近年、ジェンダーとかセクシャリティーとかLGBTとか性の多様性が語られる機会が増え、社会のテーマになってきた感がある。そして世界には社会や文化が違えばジェンダーの性区分も_社会的役割も違う文化がる。ここで私が取り上げるのはインドやパキスタン、バングラデシュなどインド文化圏に広く存在する「ヒジュラ」というサードジェンダーである。

 「ヒジュラ」(Hijras)という用語はウルドゥー語やヒンドゥー語で、半陰陽者や両性具有者など、男性と女性の中間で両方の性を持ち合わせたような性区分の人たちの社会や個人を指す。実態的には男性で生まれ、女性に性別移行の願望がありながら女性であるとは主張せず、女性でもなく男性でもない自分は「ヒジュラ」だという。すなわち「ヒジュラ」とはインド社会特有のサード・ジェンダーである。

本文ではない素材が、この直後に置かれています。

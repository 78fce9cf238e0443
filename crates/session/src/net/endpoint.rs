use std::io;
use std::net::{SocketAddr, ToSocketAddrs, UdpSocket};

use super::protocol::{MAX_DATAGRAM_SIZE, OOB_MARKER};

#[derive(Debug, Clone, Default)]
pub struct NetworkStats {
    pub packets_sent: u64,
    pub packets_received: u64,
    pub bytes_sent: u64,
    pub bytes_received: u64,
}

#[derive(Debug, Clone)]
pub struct Datagram {
    pub data: Vec<u8>,
    pub from: SocketAddr,
}

impl Datagram {
    /// True when the payload starts with the reserved out-of-band marker.
    pub fn is_oob(&self) -> bool {
        self.data.len() >= 4 && self.data[..4] == OOB_MARKER.to_le_bytes()
    }

    pub fn oob_text(&self) -> Option<String> {
        if !self.is_oob() {
            return None;
        }

        let text = String::from_utf8_lossy(&self.data[4..]);
        Some(text.trim_end_matches('\0').to_string())
    }
}

/// Non-blocking unreliable socket bound to an ephemeral local port. Absence
/// of data is not an error; transport failures are logged and swallowed on
/// the receive path.
pub struct DatagramEndpoint {
    socket: UdpSocket,
    local_addr: SocketAddr,
    stats: NetworkStats,
    recv_buffer: [u8; MAX_DATAGRAM_SIZE],
}

impl DatagramEndpoint {
    pub fn bind<A: ToSocketAddrs>(addr: A) -> io::Result<Self> {
        let socket = UdpSocket::bind(addr)?;
        socket.set_nonblocking(true)?;

        let local_addr = socket.local_addr()?;

        Ok(Self {
            socket,
            local_addr,
            stats: NetworkStats::default(),
            recv_buffer: [0u8; MAX_DATAGRAM_SIZE],
        })
    }

    pub fn local_addr(&self) -> SocketAddr {
        self.local_addr
    }

    pub fn stats(&self) -> &NetworkStats {
        &self.stats
    }

    pub fn send_to(&mut self, data: &[u8], addr: SocketAddr) -> io::Result<usize> {
        let bytes = self.socket.send_to(data, addr)?;

        self.stats.packets_sent += 1;
        self.stats.bytes_sent += bytes as u64;

        Ok(bytes)
    }

    pub fn send_oob(&mut self, addr: SocketAddr, text: &str) -> io::Result<usize> {
        let mut data = Vec::with_capacity(4 + text.len());
        data.extend_from_slice(&OOB_MARKER.to_le_bytes());
        data.extend_from_slice(text.as_bytes());

        self.send_to(&data, addr)
    }

    /// Drains every datagram currently queued on the socket.
    pub fn receive(&mut self) -> Vec<Datagram> {
        let mut datagrams = Vec::new();

        loop {
            match self.socket.recv_from(&mut self.recv_buffer) {
                Ok((size, from)) => {
                    self.stats.packets_received += 1;
                    self.stats.bytes_received += size as u64;

                    datagrams.push(Datagram {
                        data: self.recv_buffer[..size].to_vec(),
                        from,
                    });
                }
                Err(ref e) if e.kind() == io::ErrorKind::WouldBlock => break,
                Err(e) => {
                    log::warn!("recv failed: {e}");
                    break;
                }
            }
        }

        datagrams
    }

    pub fn reset_stats(&mut self) {
        self.stats = NetworkStats::default();
    }
}

#[cfg(test)]
mod tests {
    use super::*;
    use std::thread;
    use std::time::Duration;

    fn pair() -> (DatagramEndpoint, DatagramEndpoint) {
        let a = DatagramEndpoint::bind("127.0.0.1:0").unwrap();
        let b = DatagramEndpoint::bind("127.0.0.1:0").unwrap();
        (a, b)
    }

    fn wait_for(endpoint: &mut DatagramEndpoint) -> Vec<Datagram> {
        for _ in 0..200 {
            let datagrams = endpoint.receive();
            if !datagrams.is_empty() {
                return datagrams;
            }
            thread::sleep(Duration::from_millis(1));
        }
        panic!("no datagram received");
    }

    #[test]
    fn test_send_receive() {
        let (mut a, mut b) = pair();

        a.send_to(b"hello", b.local_addr()).unwrap();

        let datagrams = wait_for(&mut b);
        assert_eq!(datagrams.len(), 1);
        assert_eq!(datagrams[0].data, b"hello");
        assert_eq!(datagrams[0].from, a.local_addr());
        assert!(!datagrams[0].is_oob());
    }

    #[test]
    fn test_oob_marker() {
        let (mut a, mut b) = pair();

        a.send_oob(b.local_addr(), "connectOK 1 2 3").unwrap();

        let datagrams = wait_for(&mut b);
        assert!(datagrams[0].is_oob());
        assert_eq!(datagrams[0].oob_text().unwrap(), "connectOK 1 2 3");
    }

    #[test]
    fn test_empty_receive_is_not_an_error() {
        let (_, mut b) = pair();
        assert!(b.receive().is_empty());
    }
}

 インドのヒジュラの人口は正確な統計がないが10万人から20万人くらいが存在すると思われる。ヒジュラの特徴の一つとして集団で暮らし、集団はグルと呼ばれる母親役とチェーラーと呼ばれる姉妹で「ファミリー」と呼ばれる擬似家族を形成し、仕事上の縄張り(テリトリー)を持っている。都市部では多くのファミリーが集まり族長という意味の「ナイク」がいてインド中のヒジュラを組織化してヒジュラ社会を形成している。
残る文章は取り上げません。